use tracing::trace;

use super::Direction;
use super::scoring::{Score, best_by};
use crate::sys::screen::{DisplaySystem, ScreenId};

/// The display to continue onto when navigation runs off the edge of `from`.
///
/// A candidate's center must lie strictly on the requested side, and within
/// the candidate's own height (for left/right) or width (for up/down) of the
/// origin's center on the other axis. Diagonal neighbours are thereby ruled
/// out. The nearest qualifying display wins; `from` itself is returned when
/// there is none.
pub fn pick_display_in_direction(
    screens: &impl DisplaySystem,
    from: ScreenId,
    direction: Direction,
) -> ScreenId {
    let Some(origin) = screens.screen_frame(from) else {
        return from;
    };
    let center = origin.center();
    let candidates = screens
        .screen_ids()
        .into_iter()
        .filter(|&id| id != from)
        .filter_map(|id| screens.screen_frame(id).map(|frame| (id, frame)));

    best_by(candidates, |(id, frame)| {
        let other = frame.center();
        if !direction.points_toward(center, other) {
            return None;
        }
        let (dx, dy) = (other.x - center.x, other.y - center.y);
        let aligned = match direction {
            Direction::Left | Direction::Right => dy.abs() <= frame.height,
            Direction::Up | Direction::Down => dx.abs() <= frame.width,
        };
        if !aligned {
            trace!(screen = %id, "not aligned");
            return None;
        }
        Some(Score::distance(center.distance_to(other)))
    })
    .map_or(from, |(id, _)| id)
}

#[cfg(test)]
mod tests {
    use test_log::test;

    use super::*;
    use crate::sys::geometry::Rect;
    use crate::sys::screen::VirtualScreens;

    fn id(i: usize) -> ScreenId { ScreenId::new(i) }

    #[test]
    fn side_by_side_displays() {
        let screens = VirtualScreens::from_frames([
            Rect::new(0.0, 0.0, 1000.0, 1000.0),
            Rect::new(1000.0, 0.0, 1000.0, 1000.0),
        ]);
        assert_eq!(pick_display_in_direction(&screens, id(0), Direction::Right), id(1));
        assert_eq!(pick_display_in_direction(&screens, id(1), Direction::Left), id(0));
        assert_eq!(pick_display_in_direction(&screens, id(0), Direction::Left), id(0));
        assert_eq!(pick_display_in_direction(&screens, id(0), Direction::Down), id(0));
    }

    #[test]
    fn diagonal_display_is_not_reachable() {
        let screens = VirtualScreens::from_frames([
            Rect::new(0.0, 0.0, 1000.0, 1000.0),
            Rect::new(1200.0, 1200.0, 1000.0, 1000.0),
        ]);
        assert_eq!(pick_display_in_direction(&screens, id(0), Direction::Right), id(0));
        assert_eq!(pick_display_in_direction(&screens, id(0), Direction::Down), id(0));
    }

    #[test]
    fn offset_but_aligned_display_qualifies() {
        let screens = VirtualScreens::from_frames([
            Rect::new(0.0, 0.0, 1920.0, 1080.0),
            Rect::new(1920.0, 400.0, 1280.0, 1024.0),
        ]);
        assert_eq!(pick_display_in_direction(&screens, id(0), Direction::Right), id(1));
    }

    #[test]
    fn nearest_of_several_wins() {
        let screens = VirtualScreens::from_frames([
            Rect::new(0.0, 0.0, 1000.0, 1000.0),
            Rect::new(2000.0, 0.0, 1000.0, 1000.0),
            Rect::new(1000.0, 0.0, 1000.0, 1000.0),
            Rect::new(0.0, -800.0, 1000.0, 800.0),
        ]);
        assert_eq!(pick_display_in_direction(&screens, id(0), Direction::Right), id(2));
        assert_eq!(pick_display_in_direction(&screens, id(0), Direction::Up), id(3));
    }

    #[test]
    fn unknown_origin_stays_put() {
        let screens = VirtualScreens::from_frames([Rect::new(0.0, 0.0, 10.0, 10.0)]);
        assert_eq!(pick_display_in_direction(&screens, id(5), Direction::Right), id(5));
    }
}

# ASSIGNMENT
What lines in the listing above contain the word "Some"? Show each one.

# SOLUTION TO THIS TASK
    let Some(origin) = screens.screen_frame(from) else {
        Some(Score::distance(center.distance_to(other)))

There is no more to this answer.